There are a lot of things that are "by no means necessary" if you look at
any one individual user.
It's fundamentally about creating pervasive interfaces. My problem with
several of your proposals is that they make well-established interfaces
*less* pervasisve, which is a huge step in the wrong direction.
-hpa
"Erik A. Hendriks" <[email protected]> writes:
> I'm inclined to agree with Peter here.
>
> For Linux, placing an initrd image with ELF is seriously problematic
> since only the boot loader will the necessary information to know
> where to put it.
The bootloader barely has a clue about where in memory the ramdisk
should go. It just places it up very high in memory and hopes the
kernel won't over write it. Which is very interesting because except
for the bootmem allocator the current kernel allocates from high
memory down.
> (Note: I suppose initramfs will make some or all of this go away but
> as long as initrds are around - which I think will be a long while,
> these problems exist.)
>
> - It needs to be placed far enough away from the kernel to avoid
> getting overwritten when the kernel starts allocating memory for
> stuff at boot time. I had this problem myself with two kernel
> monte and a fixed load address for initrds.
I had that problem and I fixed the kernel. All that isn't fixed yet
is the bootmem allocator. Since 2.4.10 anything above 8MB is safe.
For the final version of my patch I intend to allow it so that
anything the kernel that isn't in an ELF segment the kernel doesn't
have a problem with. Which basically means statically allocating the
bootmem bitmap, or possibly the bootmem range array.
> - It needs to be placed on free memory. The boot loader would
> potentially have access to memory maps to know where not to place
> the initrd. I don't know if any do this at this point but I have
> had problems with bootloaders dropping initrds in reserved
> regions. I ended up switching from syslinux to LILO (or maybe it
> was the other way) to get around that.
I agree that is an issue. And etherboot looks and if the kernel is
attempting to load in reserved memory it says sorry I can't load
that. Not brilliant but since that case virtually never happens it
isn't a problem. For a given architecture the memory layout is pretty
much fixed.
> As soon as you throw multiple architectures into the mix, I think
> anything you think you can assume about what memory is reasonable
> to use disappears.
Sort of. The assumptions change per architecture. But I haven't
heard of an architecture where some addresses are not safe.
> Two kernel monte still has this problem. Reading the E820 map or
> something like it is on my to-do list somewhere.
>
> I don't think that being able to compose an elf image on the fly would
> solve either of these problems since the boot loader needs to make a
> relocation decision. Running a linker on the fly would be pretty
> nasty anyway, IMO. Nobody is suggesting any kind of dynamic linking
> in the boot loader are they?
No. Dynamic linking with relocation is nasty.

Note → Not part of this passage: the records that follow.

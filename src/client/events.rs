use async_trait::async_trait;
use serde::{Deserialize, Serialize};

use crate::error::SwapError;
use crate::swap::state::SwapUpdate;

pub const SWAP_UPDATE_CHANNEL: &str = "swap.update";

#[derive(Debug, Clone, PartialEq, Eq, Serialize, Deserialize)]
pub struct EventTransaction {
    pub id: String,
    #[serde(default, skip_serializing_if = "Option::is_none")]
    pub hex: Option<String>,
}

/// One `swap.update` notification.
#[derive(Debug, Clone, PartialEq, Eq, Serialize, Deserialize)]
#[serde(rename_all = "camelCase")]
pub struct SwapEvent {
    pub id: String,
    pub status: String,
    #[serde(default, skip_serializing_if = "Option::is_none")]
    pub transaction: Option<EventTransaction>,
    #[serde(default, skip_serializing_if = "Option::is_none")]
    pub failure_reason: Option<String>,
}

impl SwapEvent {
    pub fn new(id: impl Into<String>, status: impl Into<String>) -> Self {
        Self {
            id: id.into(),
            status: status.into(),
            transaction: None,
            failure_reason: None,
        }
    }

    pub fn with_transaction(mut self, id: impl Into<String>, hex: Option<String>) -> Self {
        self.transaction = Some(EventTransaction { id: id.into(), hex });
        self
    }

    pub fn update(&self) -> SwapUpdate {
        SwapUpdate::parse(&self.status)
    }
}

/// Subscription side of the event stream. Notifications are delivered
/// separately through a channel so handlers never run inside the transport.
#[async_trait]
pub trait EventStream: Send + Sync {
    async fn subscribe(&self, channel: &str, swap_ids: &[String]) -> Result<(), SwapError>;

    async fn unsubscribe(&self, channel: &str, swap_ids: &[String]) -> Result<(), SwapError>;
}

#[derive(Debug, Serialize)]
pub(crate) struct StreamRequest<'a> {
    pub op: &'a str,
    pub channel: &'a str,
    pub args: &'a [String],
}

#[derive(Debug, Deserialize)]
struct StreamMessage {
    event: String,
    #[serde(default)]
    channel: Option<String>,
    #[serde(default)]
    args: Vec<serde_json::Value>,
}

/// Swap events carried by one stream frame. Acks, pongs and other channels
/// yield nothing.
pub fn parse_notification(text: &str) -> Result<Vec<SwapEvent>, SwapError> {
    let message: StreamMessage = serde_json::from_str(text)?;
    if message.event != "update" || message.channel.as_deref() != Some(SWAP_UPDATE_CHANNEL) {
        return Ok(Vec::new());
    }
    message
        .args
        .into_iter()
        .map(|arg| serde_json::from_value(arg).map_err(SwapError::from))
        .collect()
}
use super::claim::{self, ClaimParams, Confidentiality, UnsignedClaim};
use super::detector::{self, LockupTransaction, SwapOutput};
use super::musig::{
    SigningSession, decode_partial_signature, decode_pub_nonce, encode_partial_signature,
    encode_pub_nonce, tweaked_output_key,
};
use super::state::{Action, SwapStateMachine, SwapStatus, Transition};
use super::{Chain, Direction, FeeRate, Network, Preimage, SwapRecord};
use crate::client::api::{
    ChainSwapDetails, CreateSwapRequest, PartialSignature, SubmitClaimRequest, SwapService,
    ToSign,
};
use crate::client::events::{EventStream, SWAP_UPDATE_CHANNEL, SwapEvent};
use crate::error::SwapError;
use crate::keys::KeyCustody;

#[derive(Debug, Clone)]
pub struct SwapRequest {
    pub direction: Direction,
    pub network: Network,
    pub amount: u64,
    pub destination: String,
    pub fee_rate: Option<FeeRate>,
}

#[derive(Debug, Clone, Copy, PartialEq, Eq)]
pub struct ControllerSettings {
    pub confidentiality: Confidentiality,
    /// Attempts per confirmed-lockup event; only transport errors are retried.
    pub claim_attempts: u32,
    pub max_detection_attempts: u32,
    pub lockup_timeout: Duration,
}

impl Default for ControllerSettings {
    fn default() -> Self {
        Self {
            confidentiality: Confidentiality::Mandatory,
            claim_attempts: 2,
            max_detection_attempts: 3,
            lockup_timeout: Duration::from_secs(24 * 60 * 60),
        }
    }
}
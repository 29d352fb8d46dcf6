use std::collections::{BTreeMap, BTreeSet};
use std::time::Duration;

use async_trait::async_trait;
use futures_util::{SinkExt as _, StreamExt as _};
use tokio::net::TcpStream;
use tokio::sync::mpsc;
use tokio_tungstenite::tungstenite::Message;
use tokio_tungstenite::{MaybeTlsStream, WebSocketStream, connect_async};

use super::events::{EventStream, StreamRequest, SwapEvent, parse_notification};
use crate::error::SwapError;

const INITIAL_BACKOFF: Duration = Duration::from_millis(500);
const MAX_BACKOFF: Duration = Duration::from_secs(30);
const PING_INTERVAL: Duration = Duration::from_secs(15);
const EVENT_BUFFER: usize = 256;

type Socket = WebSocketStream<MaybeTlsStream<TcpStream>>;

#[derive(Debug)]
enum Command {
    Subscribe(String, Vec<String>),
    Unsubscribe(String, Vec<String>),
}

enum SessionEnd {
    Shutdown,
    Disconnected(String),
}

/// Websocket event stream. Reconnects with capped backoff and replays every
/// live subscription after a reconnect.
#[derive(Debug, Clone)]
pub struct WsEventStream {
    commands: mpsc::UnboundedSender<Command>,
}

impl WsEventStream {
    /// Spawns the connection task. The task stops once both the handle and
    /// the returned receiver are dropped.
    pub fn connect(url: impl Into<String>) -> (Self, mpsc::Receiver<SwapEvent>) {
        let (commands, command_rx) = mpsc::unbounded_channel();
        let (event_tx, event_rx) = mpsc::channel(EVENT_BUFFER);
        tokio::spawn(run(url.into(), command_rx, event_tx));
        (Self { commands }, event_rx)
    }

    fn send(&self, command: Command) -> Result<(), SwapError> {
        self.commands
            .send(command)
            .map_err(|_| SwapError::Transport("event stream task stopped".to_string()))
    }
}

#[async_trait]
impl EventStream for WsEventStream {
    async fn subscribe(&self, channel: &str, swap_ids: &[String]) -> Result<(), SwapError> {
        self.send(Command::Subscribe(channel.to_string(), swap_ids.to_vec()))
    }

    async fn unsubscribe(&self, channel: &str, swap_ids: &[String]) -> Result<(), SwapError> {
        self.send(Command::Unsubscribe(channel.to_string(), swap_ids.to_vec()))
    }
}

async fn run(
    url: String,
    mut commands: mpsc::UnboundedReceiver<Command>,
    events: mpsc::Sender<SwapEvent>,
) {
    let mut subscriptions: BTreeMap<String, BTreeSet<String>> = BTreeMap::new();
    let mut backoff = INITIAL_BACKOFF;

    loop {
        match connect_async(url.as_str()).await {
            Ok((mut socket, _)) => {
                tracing::info!(%url, "event stream connected");
                backoff = INITIAL_BACKOFF;
                match session(&mut socket, &mut commands, &events, &mut subscriptions).await {
                    SessionEnd::Shutdown => {
                        let _ = socket.close(None).await;
                        return;
                    }
                    SessionEnd::Disconnected(reason) => {
                        tracing::warn!(%url, %reason, "event stream disconnected");
                    }
                }
            }
            Err(err) => tracing::warn!(%url, error = %err, "connect event stream"),
        }

        if events.is_closed() {
            return;
        }
        tokio::time::sleep(backoff).await;
        backoff = (backoff * 2).min(MAX_BACKOFF);
    }
}

async fn session(
    socket: &mut Socket,
    commands: &mut mpsc::UnboundedReceiver<Command>,
    events: &mpsc::Sender<SwapEvent>,
    subscriptions: &mut BTreeMap<String, BTreeSet<String>>,
) -> SessionEnd {
    for (channel, ids) in subscriptions.iter() {
        if ids.is_empty() {
            continue;
        }
        let ids: Vec<String> = ids.iter().cloned().collect();
        if let Err(err) = send_request(socket, "subscribe", channel, &ids).await {
            return SessionEnd::Disconnected(err.to_string());
        }
        tracing::debug!(%channel, count = ids.len(), "resubscribed");
    }

    let mut ping = tokio::time::interval(PING_INTERVAL);
    ping.tick().await;

    loop {
        tokio::select! {
            command = commands.recv() => {
                let Some(command) = command else {
                    return SessionEnd::Shutdown;
                };
                let result = match command {
                    Command::Subscribe(channel, ids) => {
                        subscriptions
                            .entry(channel.clone())
                            .or_default()
                            .extend(ids.iter().cloned());
                        send_request(socket, "subscribe", &channel, &ids).await
                    }
                    Command::Unsubscribe(channel, ids) => {
                        if let Some(tracked) = subscriptions.get_mut(&channel) {
                            for id in &ids {
                                tracked.remove(id);
                            }
                        }
                        send_request(socket, "unsubscribe", &channel, &ids).await
                    }
                };
                if let Err(err) = result {
                    return SessionEnd::Disconnected(err.to_string());
                }
            }
            frame = socket.next() => {
                match frame {
                    None => return SessionEnd::Disconnected("stream ended".to_string()),
                    Some(Err(err)) => return SessionEnd::Disconnected(err.to_string()),
                    Some(Ok(Message::Close(_))) => {
                        return SessionEnd::Disconnected("closed by server".to_string());
                    }
                    Some(Ok(Message::Text(text))) => match parse_notification(&text) {
                        Ok(batch) => {
                            for event in batch {
                                if events.send(event).await.is_err() {
                                    return SessionEnd::Shutdown;
                                }
                            }
                        }
                        Err(err) => tracing::debug!(error = %err, "skipping undecodable frame"),
                    },
                    Some(Ok(_)) => {}
                }
            }
            _ = ping.tick() => {
                if let Err(err) = socket.send(Message::Ping(Vec::new())).await {
                    return SessionEnd::Disconnected(err.to_string());
                }
            }
        }
    }
}

async fn send_request(
    socket: &mut Socket,
    op: &str,
    channel: &str,
    swap_ids: &[String],
) -> Result<(), SwapError> {
    let payload = serde_json::to_string(&StreamRequest {
        op,
        channel,
        args: swap_ids,
    })?;
    socket.send(Message::Text(payload.into())).await?;
    Ok(())
}
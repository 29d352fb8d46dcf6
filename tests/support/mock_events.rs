use std::sync::Mutex;

use async_trait::async_trait;
use taproot_chain_swap::SwapError;
use taproot_chain_swap::client::EventStream;

#[derive(Debug, Clone, PartialEq, Eq)]
pub enum StreamCall {
    Subscribe(String, Vec<String>),
    Unsubscribe(String, Vec<String>),
}

/// Records subscription calls; events are fed to controllers directly.
#[derive(Debug, Default)]
pub struct MockEventStream {
    calls: Mutex<Vec<StreamCall>>,
}

impl MockEventStream {
    pub fn calls(&self) -> Vec<StreamCall> {
        self.calls.lock().expect("calls mutex poisoned").clone()
    }

    pub fn subscribes(&self) -> usize {
        self.calls()
            .iter()
            .filter(|c| matches!(c, StreamCall::Subscribe(..)))
            .count()
    }

    pub fn unsubscribes(&self) -> usize {
        self.calls()
            .iter()
            .filter(|c| matches!(c, StreamCall::Unsubscribe(..)))
            .count()
    }
}

#[async_trait]
impl EventStream for MockEventStream {
    async fn subscribe(&self, channel: &str, swap_ids: &[String]) -> Result<(), SwapError> {
        self.calls
            .lock()
            .expect("calls mutex poisoned")
            .push(StreamCall::Subscribe(channel.to_string(), swap_ids.to_vec()));
        Ok(())
    }

    async fn unsubscribe(&self, channel: &str, swap_ids: &[String]) -> Result<(), SwapError> {
        self.calls
            .lock()
            .expect("calls mutex poisoned")
            .push(StreamCall::Unsubscribe(channel.to_string(), swap_ids.to_vec()));
        Ok(())
    }
}
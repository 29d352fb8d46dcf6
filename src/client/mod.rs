pub mod api;
pub mod events;
pub mod rest;
pub mod ws;

pub use api::SwapService;
pub use events::{EventStream, SwapEvent};
pub use rest::SwapServiceClient;
pub use ws::WsEventStream;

First with a fixed kernel a relocation decision isn't necessary. And
even if it is all you need is essentially the e820 map which should be
fairly straight forward to export to user space, and verify in kernel
space. One of my todo items is to actually to verify the load
addresses against addresses where we have ram, and refuse the image
if necessary.
> I like some of the patches that change Linux so you enter in 32 bit
> protected mode. Switching back to 16bit mode might cause some trouble
> on boards with screwy BIOSes. I did the "stay in protected mode"
> thing for two kernel monte because some BIOSes would get hung if I
> switch to protected mode and then back again before calling the APM
> setup. The trick there is to keep the setup information from the real
> mode code and use it for the next kernel. Gross, if you ask me.
Agreed. I haven't seen the nasty APM code. So I'm not certain how to
comment. In my case, the only switch I have is back to real mode from
protected mode in the loaded image. Which I believe works just fine.
Perhaps the first kernel would have to call the APM setup stuff, to
make this stable I'm not certain.
> I think ELF is overkill for what you're doing with it.
Static ELF executables are trivial. I went looking for a portable
format that had just a start address, and load this chunk of file into
this location in memory. ELF was the cleanest example of that I could
find. It has a few extra fields I can ignore but otherwise it works.
> It's an
> established format but so what? It's not like you'll be able to take
> advantage of large existing code base. Sure, ld exists to create your
> image but that's not the hard part. The boot loaders would all have
> to include new code for this.
Only if we stopped supporting bzImage, which I have no current
intentions of doing.
Not that I'm worried the baseline code to load an ELF image really is
trivial, all you really have to ad to a bootloader is an extra for
loop.
> Also, your patch (for x86 only, it
> seems. didn't you have alpha support too?) is far from trivial.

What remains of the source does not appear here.